Hana revolvió en su bolsa, pero, para su sorpresa, el hombre negó con la cabeza.

—Guárdelo —dijo con el ceño fruncido—. Lo necesitará.

En sus ojos negros brillaba una luz bondadosa. Se volvió e hizo un gesto de despedida con la mano mientras se alejaba, manejando la pértiga. Hana se envolvió el rostro en el pañuelo y, temerosa, echó a andar por el puente. Sin duda habría un puesto de control en la puerta. Al hacer el equipaje no había pensado en incluir su documentación, y los guardias se fijarían en las mujeres solas que vagaban por las calles.

Pero no había ningún puesto de control, ni guardias armados con garfios de hierro, ni severos funcionarios revisando las documentaciones. Los muros de la puerta se estaban desmoronando, y los grandes sillares de piedra se habían cubierto de musgo. La gente deambulaba sin ser estorbada.

Una cuadrilla de mujeres harapientas merodeaba en torno a la puerta, con sus enflaquecidas mejillas cubiertas de afeites y los labios pintados de rojo brillante. Un hombre cruzó por su lado y corrieron tras él, agarrándolo de los brazos y gritando: «Un mon de cobre, sólo un mon de cobre», hasta que el transeúnte giró en redondo, maldiciendo, y se desprendió de ellas. Se volvieron hacia Hana cuando pasaba por el lugar, como perros defendiendo su territorio. Quizá se debía a que iba sola, pensó. Cuando miró atrás, ellas continuaban observándola.

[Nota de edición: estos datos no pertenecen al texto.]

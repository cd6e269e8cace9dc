//! ChangeNow exchange (v1 API).
//!
//! The API key travels in the URL path or query string, never in a header.

use async_trait::async_trait;
use secrecy::{ExposeSecret, SecretString};
use serde::{Deserialize, Serialize};
use tracing::{debug, instrument};

use crate::domain::{
    AppError, CreateOrder, CreateResultInfo, Currency, Exchange, ExchangeConfig, ExchangeRateInfo,
    ExchangeRateRequest, OrderInfoResult, OrderStatus, QueryLimits, TX_HASH_INTERNAL_TRANSFER,
    status,
};
use crate::infra::http::HttpTransport;
use crate::infra::http::de::{null_as_empty_string, number_from_any};

use super::{exchange_transport, require_api_key};

pub const CHANGENOW_API_BASE: &str = "https://api.changenow.io/v1/";

const VENDOR: &str = "changenow";

/// Payout hash ChangeNow reports for swaps settled inside its own wallets
const INTERNAL_TRANSFER_MARKER: &str = "Internal transfer ";

pub struct ChangeNowExchange {
    transport: HttpTransport,
    api_key: SecretString,
}

impl ChangeNowExchange {
    pub fn new(config: &ExchangeConfig) -> Result<Self, AppError> {
        Ok(Self {
            api_key: require_api_key(VENDOR, config)?,
            transport: exchange_transport(VENDOR, CHANGENOW_API_BASE, config)?,
        })
    }

    /// Estimated payout for swapping `request.amount`
    async fn estimate_amount(&self, request: &ExchangeRateRequest) -> Result<RawEstimate, AppError> {
        let path = format!(
            "exchange-amount/{:.8}/{}_{}",
            request.amount,
            request.from.to_lowercase(),
            request.to.to_lowercase()
        );
        self.transport
            .get_json(&path, &[("api_key", self.api_key.expose_secret().to_string())], false)
            .await
    }
}

#[async_trait]
impl Exchange for ChangeNowExchange {
    fn name(&self) -> &'static str {
        VENDOR
    }

    #[instrument(skip(self))]
    async fn get_currencies(&self) -> Result<Vec<Currency>, AppError> {
        let raw: Vec<RawCurrency> = self
            .transport
            .get_json("currencies", &[("active", "true".to_string())], false)
            .await?;
        Ok(raw.into_iter().map(Currency::from).collect())
    }

    #[instrument(skip(self))]
    async fn get_currencies_to_pair(&self, from: &str) -> Result<Vec<Currency>, AppError> {
        let raw: Vec<RawCurrency> = self
            .transport
            .get_json(&format!("currencies-to/{}", from.to_lowercase()), &[], false)
            .await?;
        Ok(raw.into_iter().map(Currency::from).collect())
    }

    #[instrument(skip(self, request), fields(from = %request.from, to = %request.to))]
    async fn get_exchange_rate_info(
        &self,
        request: &ExchangeRateRequest,
    ) -> Result<ExchangeRateInfo, AppError> {
        if request.amount.is_nan() || request.amount <= 0.0 {
            return Err(AppError::InvalidAmount(format!(
                "{}: quote amount must be positive, got {}",
                VENDOR, request.amount
            )));
        }
        let limits = self.query_limits(&request.from, &request.to).await?;
        let estimate = self.estimate_amount(request).await?;
        debug!(
            estimated = estimate.estimated_amount,
            network_fee = estimate.network_fee,
            "ChangeNow estimate"
        );

        Ok(ExchangeRateInfo {
            min: limits.min,
            max: limits.max,
            exchange_rate: estimate.estimated_amount / request.amount,
            receive_amount: estimate.estimated_amount,
            network_fee: Some(estimate.network_fee),
        })
    }

    #[instrument(skip(self, order), fields(from = %order.from_currency, to = %order.to_currency))]
    async fn create_order(&self, order: &CreateOrder) -> Result<CreateResultInfo, AppError> {
        let payload = RawCreateOrder {
            from: &order.from_currency,
            to: &order.to_currency,
            address: &order.destination,
            amount: order.invoiced_amount,
            extra_id: order.extra_id.as_deref().filter(|id| !id.is_empty()),
            refund_address: order.refund_address.as_deref().filter(|a| !a.is_empty()),
        };
        let path = format!("transactions/{}", self.api_key.expose_secret());
        let created: RawCreateResult = self.transport.post_json(&path, &payload, false).await?;

        let ordered_amount = if created.amount > 0.0 {
            created.amount
        } else {
            order.ordered_amount
        };
        Ok(CreateResultInfo {
            uuid: created.id,
            deposit_address: created.payin_address,
            deposit_extra_id: Some(created.payin_extra_id).filter(|id| !id.is_empty()),
            destination: created.payout_address,
            from_currency: created.from_currency,
            to_currency: created.to_currency,
            invoiced_amount: order.invoiced_amount,
            ordered_amount,
            exchange_rate: if order.invoiced_amount > 0.0 {
                ordered_amount / order.invoiced_amount
            } else {
                0.0
            },
        })
    }

    #[instrument(skip(self, _extra_ids))]
    async fn order_info(
        &self,
        order_id: &str,
        _extra_ids: &[String],
    ) -> Result<OrderInfoResult, AppError> {
        let path = format!("transactions/{}/{}", order_id, self.api_key.expose_secret());
        let raw: RawOrderInfo = self.transport.get_json(&path, &[], false).await?;
        Ok(raw.into_order_info())
    }

    #[instrument(skip(self))]
    async fn query_limits(&self, from: &str, to: &str) -> Result<QueryLimits, AppError> {
        let path = format!("exchange-range/{}_{}", from.to_lowercase(), to.to_lowercase());
        let raw: RawRange = self.transport.get_json(&path, &[], false).await?;
        Ok(QueryLimits {
            min: raw.min_amount,
            max: raw.max_amount.unwrap_or_default(),
        })
    }
}

// ============================================================================
// WIRE FORMAT
// ============================================================================

#[derive(Debug, Deserialize)]
#[serde(rename_all = "camelCase")]
struct RawCurrency {
    ticker: String,
    #[serde(default)]
    name: String,
    #[serde(default)]
    is_fiat: bool,
    #[serde(default)]
    is_stable: bool,
}

impl From<RawCurrency> for Currency {
    fn from(raw: RawCurrency) -> Self {
        Self {
            name: raw.name,
            symbol: raw.ticker,
            network: None,
            is_fiat: raw.is_fiat,
            is_stable: raw.is_stable,
        }
    }
}

#[derive(Debug, Deserialize)]
#[serde(rename_all = "camelCase")]
struct RawRange {
    #[serde(default)]
    min_amount: f64,
    /// `null` when the pair has no upper bound
    #[serde(rename = "maxAmount", alias = "max")]
    max_amount: Option<f64>,
}

#[derive(Debug, Deserialize)]
#[serde(rename_all = "camelCase")]
struct RawEstimate {
    estimated_amount: f64,
    #[serde(default, deserialize_with = "number_from_any")]
    network_fee: f64,
}

#[derive(Debug, Serialize)]
#[serde(rename_all = "camelCase")]
struct RawCreateOrder<'a> {
    from: &'a str,
    to: &'a str,
    address: &'a str,
    amount: f64,
    #[serde(rename = "extraID", skip_serializing_if = "Option::is_none")]
    extra_id: Option<&'a str>,
    #[serde(skip_serializing_if = "Option::is_none")]
    refund_address: Option<&'a str>,
}

#[derive(Debug, Deserialize)]
#[serde(rename_all = "camelCase")]
struct RawCreateResult {
    id: String,
    #[serde(default)]
    payin_address: String,
    #[serde(default)]
    payout_address: String,
    #[serde(default, deserialize_with = "null_as_empty_string")]
    payin_extra_id: String,
    #[serde(default)]
    from_currency: String,
    #[serde(default)]
    to_currency: String,
    /// Expected payout, when the vendor includes it
    #[serde(default, deserialize_with = "number_from_any")]
    amount: f64,
}

#[derive(Debug, Deserialize)]
#[serde(rename_all = "camelCase")]
struct RawOrderInfo {
    #[serde(default)]
    status: String,
    #[serde(default, deserialize_with = "number_from_any")]
    amount_receive: f64,
    #[serde(default, deserialize_with = "number_from_any")]
    expected_receive_amount: f64,
    #[serde(default, deserialize_with = "null_as_empty_string")]
    payout_hash: String,
    #[serde(default, deserialize_with = "null_as_empty_string")]
    payin_address: String,
    #[serde(default, deserialize_with = "null_as_empty_string")]
    updated_at: String,
}

impl RawOrderInfo {
    fn into_order_info(self) -> OrderInfoResult {
        let internal_status = status::CHANGENOW.map_status(&self.status);
        let receive_amount = if internal_status == OrderStatus::Completed {
            self.amount_receive
        } else {
            self.expected_receive_amount
        };
        let tx_id = match self.payout_hash.as_str() {
            "" => None,
            INTERNAL_TRANSFER_MARKER => Some(TX_HASH_INTERNAL_TRANSFER.to_string()),
            hash => Some(hash.to_string()),
        };
        OrderInfoResult {
            internal_status,
            status: self.status,
            receive_amount,
            tx_id,
            deposit_address: Some(self.payin_address).filter(|a| !a.is_empty()),
            last_update: Some(self.updated_at).filter(|u| !u.is_empty()),
            confirmations: None,
        }
    }
}
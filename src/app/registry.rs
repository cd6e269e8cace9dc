//! Adapter registries.
//!
//! A registry maps a lookup key to a constructor and builds a fresh adapter on every
//! [`resolve`](ExchangeRegistry::resolve). Registries are plain values built once at startup and
//! passed to whoever needs them; see [`crate::infra::default_exchange_registry`].
//!
//! Registering the same key twice is a wiring mistake and panics.

use std::collections::HashMap;
use std::hash::Hash;
use std::sync::{Arc, PoisonError, RwLock};

use tracing::debug;

use crate::domain::{
    AppError, Exchange, ExchangeConfig, Explorer, ExplorerConfig, NetworkType, RegistryKind,
};

pub type ExchangeConstructor =
    Arc<dyn Fn(ExchangeConfig) -> Result<Box<dyn Exchange>, AppError> + Send + Sync>;

pub type ExplorerConstructor =
    Arc<dyn Fn(ExplorerConfig) -> Result<Box<dyn Explorer>, AppError> + Send + Sync>;

/// Lock-guarded key to constructor table shared by both registries
struct ConstructorTable<K, C> {
    kind: RegistryKind,
    entries: RwLock<HashMap<K, C>>,
}

impl<K, C> ConstructorTable<K, C>
where
    K: Eq + Hash + Clone + std::fmt::Display,
    C: Clone,
{
    fn new(kind: RegistryKind) -> Self {
        Self {
            kind,
            entries: RwLock::new(HashMap::new()),
        }
    }

    fn insert(&self, key: K, constructor: C) {
        let mut entries = self.entries.write().unwrap_or_else(PoisonError::into_inner);
        if entries.contains_key(&key) {
            panic!("[{}] {} is already registered", key, self.kind);
        }
        debug!(key = %key, kind = %self.kind, "Registered adapter");
        entries.insert(key, constructor);
    }

    fn get(&self, key: &K) -> Result<C, AppError> {
        self.entries
            .read()
            .unwrap_or_else(PoisonError::into_inner)
            .get(key)
            .cloned()
            .ok_or_else(|| AppError::NotRegistered {
                kind: self.kind,
                key: key.to_string(),
            })
    }

    fn contains(&self, key: &K) -> bool {
        self.entries
            .read()
            .unwrap_or_else(PoisonError::into_inner)
            .contains_key(key)
    }

    fn keys(&self) -> Vec<K> {
        self.entries
            .read()
            .unwrap_or_else(PoisonError::into_inner)
            .keys()
            .cloned()
            .collect()
    }
}

fn normalize(key: &str) -> String {
    key.trim().to_ascii_lowercase()
}

// ============================================================================
// EXCHANGE REGISTRY
// ============================================================================

/// Exchange adapters keyed by lowercase vendor name
pub struct ExchangeRegistry {
    table: ConstructorTable<String, ExchangeConstructor>,
}

impl ExchangeRegistry {
    #[must_use]
    pub fn new() -> Self {
        Self {
            table: ConstructorTable::new(RegistryKind::Exchange),
        }
    }

    /// # Panics
    /// If `name` is already registered.
    pub fn register<F>(&self, name: &str, constructor: F)
    where
        F: Fn(ExchangeConfig) -> Result<Box<dyn Exchange>, AppError> + Send + Sync + 'static,
    {
        self.table.insert(normalize(name), Arc::new(constructor));
    }

    /// Build a new adapter for `name`
    pub fn resolve(&self, name: &str, config: ExchangeConfig) -> Result<Box<dyn Exchange>, AppError> {
        let constructor = self.table.get(&normalize(name))?;
        constructor(config)
    }

    pub fn contains(&self, name: &str) -> bool {
        self.table.contains(&normalize(name))
    }

    /// Registered names, sorted
    pub fn names(&self) -> Vec<String> {
        let mut names = self.table.keys();
        names.sort();
        names
    }
}

impl Default for ExchangeRegistry {
    fn default() -> Self {
        Self::new()
    }
}

// ============================================================================
// EXPLORER REGISTRY
// ============================================================================

/// Explorer adapters keyed by coin symbol, or by network type for token-standard explorers
pub struct ExplorerRegistry {
    symbols: ConstructorTable<String, ExplorerConstructor>,
    network_types: ConstructorTable<NetworkType, ExplorerConstructor>,
}

impl ExplorerRegistry {
    #[must_use]
    pub fn new() -> Self {
        Self {
            symbols: ConstructorTable::new(RegistryKind::ExplorerSymbol),
            network_types: ConstructorTable::new(RegistryKind::ExplorerNetworkType),
        }
    }

    /// Register under a symbol, a network type, or both.
    ///
    /// # Panics
    /// If either key is already registered, or if neither key is given.
    pub fn register<F>(&self, symbol: Option<&str>, network_type: Option<NetworkType>, constructor: F)
    where
        F: Fn(ExplorerConfig) -> Result<Box<dyn Explorer>, AppError> + Send + Sync + 'static,
    {
        let constructor: ExplorerConstructor = Arc::new(constructor);
        match (symbol, network_type) {
            (None, None) => panic!("explorer registered without a symbol or network type"),
            (symbol, network_type) => {
                if let Some(symbol) = symbol {
                    self.symbols.insert(normalize(symbol), constructor.clone());
                }
                if let Some(network_type) = network_type {
                    self.network_types.insert(network_type, constructor);
                }
            }
        }
    }

    /// Build a new adapter for `config`.
    ///
    /// Uses the network-type keyspace when `config.network_type` is set, otherwise the symbol.
    pub fn resolve(&self, config: ExplorerConfig) -> Result<Box<dyn Explorer>, AppError> {
        let constructor = match config.network_type {
            Some(network_type) => self.network_types.get(&network_type)?,
            None => self.symbols.get(&normalize(&config.symbol))?,
        };
        constructor(config)
    }

    pub fn contains_symbol(&self, symbol: &str) -> bool {
        self.symbols.contains(&normalize(symbol))
    }

    pub fn contains_network_type(&self, network_type: NetworkType) -> bool {
        self.network_types.contains(&network_type)
    }

    /// Registered symbols, sorted
    pub fn symbols(&self) -> Vec<String> {
        let mut symbols = self.symbols.keys();
        symbols.sort();
        symbols
    }

    pub fn network_types(&self) -> Vec<NetworkType> {
        let mut types = self.network_types.keys();
        types.sort_by_key(|t| t.as_str());
        types
    }
}

impl Default for ExplorerRegistry {
    fn default() -> Self {
        Self::new()
    }
}

#[cfg(test)]
mod tests {
    use super::*;
    use crate::test_utils::{MockExchange, MockExplorer};

    fn mock_exchange(_config: ExchangeConfig) -> Result<Box<dyn Exchange>, AppError> {
        Ok(Box::new(MockExchange::new()))
    }

    fn mock_explorer(_config: ExplorerConfig) -> Result<Box<dyn Explorer>, AppError> {
        Ok(Box::new(MockExplorer::new()))
    }

    #[test]
    fn test_exchange_resolve_is_case_insensitive() {
        let registry = ExchangeRegistry::new();
        registry.register("MockSwap", mock_exchange);

        assert!(registry.contains("mockswap"));
        let exchange = registry.resolve("MOCKSWAP", ExchangeConfig::default());
        assert!(exchange.is_ok());
        assert_eq!(registry.names(), vec!["mockswap".to_string()]);
    }

    #[test]
    fn test_exchange_resolve_unknown_key() {
        let registry = ExchangeRegistry::new();
        let result = registry.resolve("nope", ExchangeConfig::default());
        match result {
            Err(AppError::NotRegistered { kind, key }) => {
                assert_eq!(kind, RegistryKind::Exchange);
                assert_eq!(key, "nope");
            }
            _ => panic!("Expected NotRegistered"),
        }
    }

    #[test]
    #[should_panic(expected = "already registered")]
    fn test_exchange_duplicate_registration_panics() {
        let registry = ExchangeRegistry::new();
        registry.register("mockswap", mock_exchange);
        registry.register("MOCKSWAP", mock_exchange);
    }

    #[test]
    fn test_explorer_keyspaces_are_independent() {
        let registry = ExplorerRegistry::new();
        registry.register(Some("LTC"), None, mock_explorer);
        registry.register(None, Some(NetworkType::Erc20), mock_explorer);

        assert!(registry.resolve(ExplorerConfig::new("ltc")).is_ok());
        assert!(
            registry
                .resolve(ExplorerConfig::new("USDT").with_network_type(NetworkType::Erc20))
                .is_ok()
        );

        // A symbol match is ignored once a network type is requested
        let err = registry
            .resolve(ExplorerConfig::new("ltc").with_network_type(NetworkType::Trc20))
            .err();
        assert!(matches!(
            err,
            Some(AppError::NotRegistered {
                kind: RegistryKind::ExplorerNetworkType,
                ..
            })
        ));

        // And the type keyspace is not consulted for plain symbols
        assert!(matches!(
            registry.resolve(ExplorerConfig::new("usdt")).err(),
            Some(AppError::NotRegistered {
                kind: RegistryKind::ExplorerSymbol,
                ..
            })
        ));
    }

    #[test]
    #[should_panic(expected = "already registered")]
    fn test_explorer_duplicate_network_type_panics() {
        let registry = ExplorerRegistry::new();
        registry.register(None, Some(NetworkType::Erc20), mock_explorer);
        registry.register(None, Some(NetworkType::Erc20), mock_explorer);
    }

    #[test]
    #[should_panic(expected = "without a symbol or network type")]
    fn test_explorer_registration_needs_a_key() {
        let registry = ExplorerRegistry::new();
        registry.register(None, None, mock_explorer);
    }

    #[test]
    fn test_resolve_builds_a_new_instance_each_time() {
        use std::sync::atomic::{AtomicUsize, Ordering};

        let built = Arc::new(AtomicUsize::new(0));
        let counter = built.clone();
        let registry = ExplorerRegistry::new();
        registry.register(Some("dcr"), None, move |_config| {
            counter.fetch_add(1, Ordering::SeqCst);
            Ok(Box::new(MockExplorer::new()) as Box<dyn Explorer>)
        });

        for _ in 0..3 {
            assert!(registry.resolve(ExplorerConfig::new("dcr")).is_ok());
        }
        assert_eq!(built.load(Ordering::SeqCst), 3);
    }

    #[test]
    fn test_constructor_errors_propagate() {
        let registry = ExchangeRegistry::new();
        registry.register("broken", |_config| {
            Err(AppError::Config(crate::domain::ConfigError::Missing(
                "api_key".to_string(),
            )))
        });
        assert!(matches!(
            registry.resolve("broken", ExchangeConfig::default()),
            Err(AppError::Config(_))
        ));
    }
}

Se apresuró por la explanada, polvorienta y barrida por el viento, y miró alrededor, desconcertada. «Siga la calle principal», le había dicho el barquero, pero había calles que llevaban en todas direcciones. Hana tomó la más ancha, pero no tardó en darse cuenta de que la mitad de las tiendas y las casas estaban tapiadas con tablas, y muchas carecían de puertas y tenían el techo derrumbado. Había esperado hallar una ciudad próspera, no aquellas ruinas medio abandonadas.

Entonces oyó gritos y una risa ronca. Una banda de jóvenes se dirigía hacia ella pavoneándose, ocupando por entero la calle. Ella hizo exactamente lo que su marido le había dicho que no hiciera: caminar sola por la ciudad. Temerosa, se lanzó por la primera bocacalle y emitió un suspiro de alivio cuando los jóvenes pasaron de largo.

Pero estaba completamente perdida. Se encontraba en un laberinto de callejones flanqueados por casas ruinosas, tan estrechos que los aleros tapaban el cielo. Las calzadas eran resbaladizas, los desagües estaban obstruidos y el aire apestaba a causa de las aguas residuales. Tropezó con algo blando y pardo: una rata muerta, descomponiéndose en mitad de la calle. En el pasado, las cancelas al final de las calles se hubieran cerrado al anochecer, pero ahora basculaban sobre sus goznes. Captó miradas de muchachas que aguardaban ociosas en los accesos de las casas, pero que se desvanecían en las sombras cuando percibían que ella las observaba.